» Prompt: Nothing should differ between your answer and the records below.

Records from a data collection

______

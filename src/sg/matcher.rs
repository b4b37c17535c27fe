use crate::cache;
use crate::sg::errors::AstGrepError;
use crate::ts::SourceLanguage;
use ast_grep_core::tree_sitter::StrDoc;
use ast_grep_core::{AstGrep, NodeMatch};
use ast_grep_language::SupportLang;
use std::collections::HashMap;
use std::ops::Range;

/// A match from an ast-grep pattern with captured metavariables.
#[derive(Debug, Clone)]
pub struct PatternMatch {
    /// Byte range of the entire match
    pub byte_start: usize,
    pub byte_end: usize,
    /// The matched text
    pub text: String,
    /// Captured metavariables: name -> text
    pub captures: HashMap<String, String>,
}

/// One `object.member` access, in value or type position.
#[derive(Debug, Clone, PartialEq, Eq)]
pub struct MemberAccess {
    /// Source text of the object (`this`, `user`, `ns`, ...)
    pub object: String,
    pub object_span: Range<usize>,
    /// Span of the member name alone
    pub property_span: Range<usize>,
}

/// Pattern matcher using ast-grep's metavariable syntax.
///
/// # Metavariable Syntax
///
/// - `$NAME` - Matches a single node and captures it
/// - `$$$NAME` - Matches zero or more nodes (variadic)
/// - `$_` - Matches any single node (anonymous)
///
/// # Example Patterns
///
/// ```text
/// function $NAME($$$PARAMS) { $$$BODY }   // Match function declaration
/// $OBJ.getValue()                         // Match .getValue() calls
/// api.$MEMBER                             // Match accesses through a namespace
/// ```
pub struct PatternMatcher {
    source: String,
    lang: SupportLang,
    sg: AstGrep<StrDoc<SupportLang>>,
}

impl PatternMatcher {
    /// Create a new pattern matcher for the given source code.
    pub fn new(source: &str, language: SourceLanguage) -> Self {
        let lang = language.support_lang();
        let sg = AstGrep::new(source, lang);
        Self {
            source: source.to_string(),
            lang,
            sg,
        }
    }

    /// Find all matches for a pattern.
    pub fn find_all(&self, pattern: &str) -> Result<Vec<PatternMatch>, AstGrepError> {
        let pat = cache::get_or_compile_pattern(pattern, self.lang);
        let root = self.sg.root();
        let results = root
            .find_all(&pat)
            .map(|m| self.node_match_to_pattern_match(m))
            .collect();

        Ok(results)
    }

    /// Check if a pattern has any matches.
    pub fn has_match(&self, pattern: &str) -> bool {
        let pat = cache::get_or_compile_pattern(pattern, self.lang);
        self.sg.root().find(&pat).is_some()
    }

    /// Every access of `member` on any object.
    ///
    /// Covers `obj.member` expressions (matched with the `$OBJ.member`
    /// pattern, plus optional chains which the pattern does not express) and
    /// `ns.Member` in type position. Results are in document order.
    pub fn member_accesses(&self, member: &str) -> Result<Vec<MemberAccess>, AstGrepError> {
        if !is_identifier(member) {
            return Err(AstGrepError::InvalidPattern {
                message: format!("'{member}' is not an identifier"),
            });
        }

        let pattern = format!("$OBJ.{member}");
        let pat = cache::get_or_compile_pattern(&pattern, self.lang);
        let root = self.sg.root();

        let mut accesses: Vec<MemberAccess> = root
            .find_all(&pat)
            .filter_map(|m| {
                let node = m.get_node();
                let object = node.field("object")?;
                let property = node.field("property")?;
                Some(MemberAccess {
                    object: object.text().to_string(),
                    object_span: object.range(),
                    property_span: property.range(),
                })
            })
            .collect();

        for node in root.dfs() {
            let (object_field, property_field) = match node.kind().as_ref() {
                "member_expression" => ("object", "property"),
                "nested_type_identifier" => ("module", "name"),
                _ => continue,
            };
            let (Some(object), Some(property)) = (node.field(object_field), node.field(property_field))
            else {
                continue;
            };
            if property.text() != member {
                continue;
            }
            accesses.push(MemberAccess {
                object: object.text().to_string(),
                object_span: object.range(),
                property_span: property.range(),
            });
        }

        accesses.sort_by_key(|a| (a.property_span.start, a.property_span.end));
        accesses.dedup_by_key(|a| a.property_span.start);
        Ok(accesses)
    }

    /// Accesses of `member` through the namespace binding `namespace`.
    pub fn namespace_accesses(
        &self,
        namespace: &str,
        member: &str,
    ) -> Result<Vec<MemberAccess>, AstGrepError> {
        Ok(self
            .member_accesses(member)?
            .into_iter()
            .filter(|a| a.object == namespace)
            .collect())
    }

    /// Get the source code.
    pub fn source(&self) -> &str {
        &self.source
    }

    fn node_match_to_pattern_match(&self, m: NodeMatch<StrDoc<SupportLang>>) -> PatternMatch {
        let node = m.get_node();
        let range = node.range();
        let byte_start = range.start;
        let byte_end = range.end;
        let text = self.source[byte_start..byte_end].to_string();

        let env = m.get_env().clone();
        let captures: HashMap<String, String> = env.into();

        PatternMatch {
            byte_start,
            byte_end,
            text,
            captures,
        }
    }
}

/// Whether `name` is a plain identifier usable in a pattern or declaration.
pub fn is_identifier(name: &str) -> bool {
    let mut chars = name.chars();
    match chars.next() {
        Some(c) if c == '_' || c == '$' || c.is_alphabetic() => {}
        _ => return false,
    }
    chars.all(|c| c == '_' || c == '$' || c.is_alphanumeric())
}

______

» Answer to the exercise:
filename src/sg/matcher.rs
repository b4b37c17535c27fe
use crate::cache;
use crate::sg::errors::AstGrepError;
use crate::ts::SourceLanguage;
use ast_grep_core::tree_sitter::StrDoc;
use ast_grep_core::{AstGrep, NodeMatch};
use ast_grep_language::SupportLang;
use std::collections::HashMap;
use std::ops::Range;

/// A match from an ast-grep pattern with captured metavariables.
#[derive(Debug, Clone)]
pub struct PatternMatch {
    /// Byte range of the entire match
    pub byte_start: usize,
    pub byte_end: usize,
    /// The matched text
    pub text: String,
    /// Captured metavariables: name -> text
    pub captures: HashMap<String, String>,
}

/// One `object.member` access, in value or type position.
#[derive(Debug, Clone, PartialEq, Eq)]
pub struct MemberAccess {
    /// Source text of the object (`this`, `user`, `ns`, ...)
    pub object: String,
    pub object_span: Range<usize>,
    /// Span of the member name alone
    pub property_span: Range<usize>,
}

/// Pattern matcher using ast-grep's metavariable syntax.
///
/// # Metavariable Syntax
///
/// - `$NAME` - Matches a single node and captures it
/// - `$$$NAME` - Matches zero or more nodes (variadic)
/// - `$_` - Matches any single node (anonymous)
///
/// # Example Patterns
///
/// ```text
/// function $NAME($$$PARAMS) { $$$BODY }   // Match function declaration
/// $OBJ.getValue()                         // Match .getValue() calls
/// api.$MEMBER                             // Match accesses through a namespace
/// ```
pub struct PatternMatcher {
    source: String,
    lang: SupportLang,
    sg: AstGrep<StrDoc<SupportLang>>,
}

impl PatternMatcher {
    /// Create a new pattern matcher for the given source code.
    pub fn new(source: &str, language: SourceLanguage) -> Self {
        let lang = language.support_lang();
        let sg = AstGrep::new(source, lang);
        Self {
            source: source.to_string(),
            lang,
            sg,
        }
    }

    /// Find all matches for a pattern.
    pub fn find_all(&self, pattern: &str) -> Result<Vec<PatternMatch>, AstGrepError> {
        let pat = cache::get_or_compile_pattern(pattern, self.lang);
        let root = self.sg.root();
        let results = root
            .find_all(&pat)
            .map(|m| self.node_match_to_pattern_match(m))
            .collect();

        Ok(results)
    }

    /// Check if a pattern has any matches.
    pub fn has_match(&self, pattern: &str) -> bool {
        let pat = cache::get_or_compile_pattern(pattern, self.lang);
        self.sg.root().find(&pat).is_some()
    }

    /// Every access of `member` on any object.
    ///
    /// Covers `obj.member` expressions (matched with the `$OBJ.member`
    /// pattern, plus optional chains which the pattern does not express) and
    /// `ns.Member` in type position. Results are in document order.
    pub fn member_accesses(&self, member: &str) -> Result<Vec<MemberAccess>, AstGrepError> {
        if !is_identifier(member) {
            return Err(AstGrepError::InvalidPattern {
                message: format!("'{member}' is not an identifier"),
            });
        }

        let pattern = format!("$OBJ.{member}");
        let pat = cache::get_or_compile_pattern(&pattern, self.lang);
        let root = self.sg.root();

        let mut accesses: Vec<MemberAccess> = root
            .find_all(&pat)
            .filter_map(|m| {
                let node = m.get_node();
                let object = node.field("object")?;
                let property = node.field("property")?;
                Some(MemberAccess {
                    object: object.text().to_string(),
                    object_span: object.range(),
                    property_span: property.range(),
                })
            })
            .collect();

        for node in root.dfs() {
            let (object_field, property_field) = match node.kind().as_ref() {
                "member_expression" => ("object", "property"),
                "nested_type_identifier" => ("module", "name"),
                _ => continue,
            };
            let (Some(object), Some(property)) = (node.field(object_field), node.field(property_field))
            else {
                continue;
            };
            if property.text() != member {
                continue;
            }
            accesses.push(MemberAccess {
                object: object.text().to_string(),
                object_span: object.range(),
                property_span: property.range(),
            });
        }

        accesses.sort_by_key(|a| (a.property_span.start, a.property_span.end));
        accesses.dedup_by_key(|a| a.property_span.start);
        Ok(accesses)
    }

    /// Accesses of `member` through the namespace binding `namespace`.
    pub fn namespace_accesses(
        &self,
        namespace: &str,
        member: &str,
    ) -> Result<Vec<MemberAccess>, AstGrepError> {
        Ok(self
            .member_accesses(member)?
            .into_iter()
            .filter(|a| a.object == namespace)
            .collect())
    }

    /// Get the source code.
    pub fn source(&self) -> &str {
        &self.source
    }

    fn node_match_to_pattern_match(&self, m: NodeMatch<StrDoc<SupportLang>>) -> PatternMatch {
        let node = m.get_node();
        let range = node.range();
        let byte_start = range.start;
        let byte_end = range.end;
        let text = self.source[byte_start..byte_end].to_string();

        let env = m.get_env().clone();
        let captures: HashMap<String, String> = env.into();

        PatternMatch {
            byte_start,
            byte_end,
            text,
            captures,
        }
    }
}

/// Whether `name` is a plain identifier usable in a pattern or declaration.
pub fn is_identifier(name: &str) -> bool {
    let mut chars = name.chars();
    match chars.next() {
        Some(c) if c == '_' || c == '$' || c.is_alphabetic() => {}
        _ => return false,
    }
    chars.all(|c| c == '_' || c == '$' || c.is_alphanumeric())
}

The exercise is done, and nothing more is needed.